Di balik perannya sebagai ruang berbagi cerita, hiburan, dan informasi, media sosial juga menyimpan sisi lain yang perlu disadari. Penggunaan yang berlebihan diketahui dapat memengaruhi perilaku dan gaya hidup, terutama pada anak muda yang masih berada dalam fase pencarian jati diri.
Budaya Banding-Membandingkan di Era Scroll Tanpa Henti
Di era scroll tanpa henti, media sosial kerap membuat kita tanpa sadar membandingkan diri dengan orang lain. Salah satu dampak dari ketergantungan terhadap media sosial adalah munculnya kebiasaan self-comparison, yakni menilai diri sendiri berdasarkan apa yang terlihat di layar gawai.
Berbagai platform digital dipenuhi oleh gambaran standar kecantikan dan gaya hidup yang tampak sempurna. Mulai dari tubuh ideal hingga kehidupan yang terlihat selalu bahagia, semua itu perlahan memengaruhi cara seseorang memandang dirinya sendiri.
Tekanan ini terasa semakin kuat, terutama bagi remaja yang masih membangun kepercayaan diri. Akibatnya, kebiasaan membandingkan diri dengan orang lain pun menjadi semakin sulit dihindari.
Dampak Media Sosial bagi Kesehatan Mental Anak Muda
Menurunnya Self-Esteem (Harga Diri)
Salah satu dampak psikologis yang kerap muncul akibat penggunaan media sosial secara berlebihan adalah menurunnya self-esteem atau harga diri.

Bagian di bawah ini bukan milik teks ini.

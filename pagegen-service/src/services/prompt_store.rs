//! The editable system prompt shared by every request.

use std::sync::Arc;
use tokio::sync::RwLock;

/// Process-lifetime holder of the current system prompt.
///
/// Writers swap the whole value under the write lock; readers take an `Arc`
/// snapshot, so a reader sees either the old or the new prompt, never a mix.
/// Concurrent writers race and the last one wins. Nothing is persisted.
#[derive(Clone)]
pub struct PromptStore {
    inner: Arc<RwLock<Arc<str>>>,
}

impl PromptStore {
    pub fn new(initial: impl Into<String>) -> Self {
        let initial: String = initial.into();
        Self {
            inner: Arc::new(RwLock::new(Arc::from(initial))),
        }
    }

    pub async fn get(&self) -> Arc<str> {
        self.inner.read().await.clone()
    }

    /// Replace the prompt. Empty values are ignored; returns whether the value
    /// was applied.
    pub async fn set(&self, value: &str) -> bool {
        if value.is_empty() {
            return false;
        }

        *self.inner.write().await = Arc::from(value);
        true
    }
}

#[cfg(test)]
mod tests {
    use super::*;

    #[tokio::test]
    async fn set_is_visible_to_next_get() {
        let store = PromptStore::new("default");
        assert_eq!(&*store.get().await, "default");

        assert!(store.set("be terse").await);
        assert_eq!(&*store.get().await, "be terse");
    }

    #[tokio::test]
    async fn empty_value_is_ignored() {
        let store = PromptStore::new("default");
        assert!(!store.set("").await);
        assert_eq!(&*store.get().await, "default");
    }

    #[tokio::test]
    async fn clones_share_the_same_prompt() {
        let store = PromptStore::new("default");
        let handle = store.clone();

        handle.set("updated").await;
        assert_eq!(&*store.get().await, "updated");
    }

    #[tokio::test]
    async fn snapshot_survives_later_writes() {
        let store = PromptStore::new("first");
        let snapshot = store.get().await;

        store.set("second").await;
        assert_eq!(&*snapshot, "first");
        assert_eq!(&*store.get().await, "second");
    }

    #[tokio::test]
    async fn concurrent_writers_leave_one_complete_value() {
        let store = PromptStore::new("start");
        let candidates: Vec<String> = (0..16)
            .map(|i| format!("prompt-{i}-{}", "x".repeat(i * 64)))
            .collect();

        let handles: Vec<_> = candidates
            .iter()
            .cloned()
            .map(|value| {
                let store = store.clone();
                tokio::spawn(async move { store.set(&value).await })
            })
            .collect();
        for handle in handles {
            handle.await.unwrap();
        }

        let last = store.get().await;
        assert!(candidates.iter().any(|c| c.as_str() == &*last));
    }
}
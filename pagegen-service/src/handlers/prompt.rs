use crate::AppState;
use askama::Template;
use axum::{
    extract::State,
    response::{IntoResponse, Response},
    Form,
};
use serde::Deserialize;

#[derive(Template)]
#[template(path = "change_prompt.html")]
pub struct ChangePromptTemplate {
    pub current_prompt: String,
}

#[derive(Template)]
#[template(path = "prompt_updated.html")]
pub struct PromptUpdatedTemplate {}

#[derive(Deserialize)]
pub struct ChangePromptForm {
    #[serde(default)]
    pub new_prompt: Option<String>,
}

pub async fn change_prompt_page(State(state): State<AppState>) -> impl IntoResponse {
    ChangePromptTemplate {
        current_prompt: state.prompt_store.get().await.to_string(),
    }
}

/// Apply a non-empty `new_prompt`; anything else re-renders the form.
pub async fn change_prompt_handler(
    State(state): State<AppState>,
    form: Option<Form<ChangePromptForm>>,
) -> Response {
    let new_prompt = form.and_then(|Form(f)| f.new_prompt).unwrap_or_default();

    if state.prompt_store.set(&new_prompt).await {
        tracing::info!(prompt_len = new_prompt.len(), "System prompt updated");
        return PromptUpdatedTemplate {}.into_response();
    }

    change_prompt_page(State(state)).await.into_response()
}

Coopersmith dalam Priska et al. (n.d.) menjelaskan bahwa self-esteem merupakan cara seseorang memandang dan menilai dirinya sendiri apakah ia mampu menerima dirinya, merasa berharga, dan memiliki tujuan hidup.
Ketika self-esteem menurun, individu cenderung meragukan dirinya sendiri dan merasa tidak cukup baik. Perasaan ini dapat berkembang menjadi keyakinan bahwa dirinya tidak dicintai atau tidak disukai oleh lingkungan sekitar.
Dalam jangka panjang, kondisi tersebut dapat memicu rasa kesepian dan keterasingan sosial. Media sosial, dengan berbagai standar ideal dan perbandingan yang terus ditampilkan, kerap memperkuat perasaan tersebut tanpa disadari.
Fear of Missing Out (FOMO)
Fenomena lain yang sering muncul adalah Fear of Missing Out atau FOMO. Kondisi ini merujuk pada rasa cemas atau takut tertinggal dari peristiwa, aktivitas, atau hubungan sosial yang sedang berlangsung.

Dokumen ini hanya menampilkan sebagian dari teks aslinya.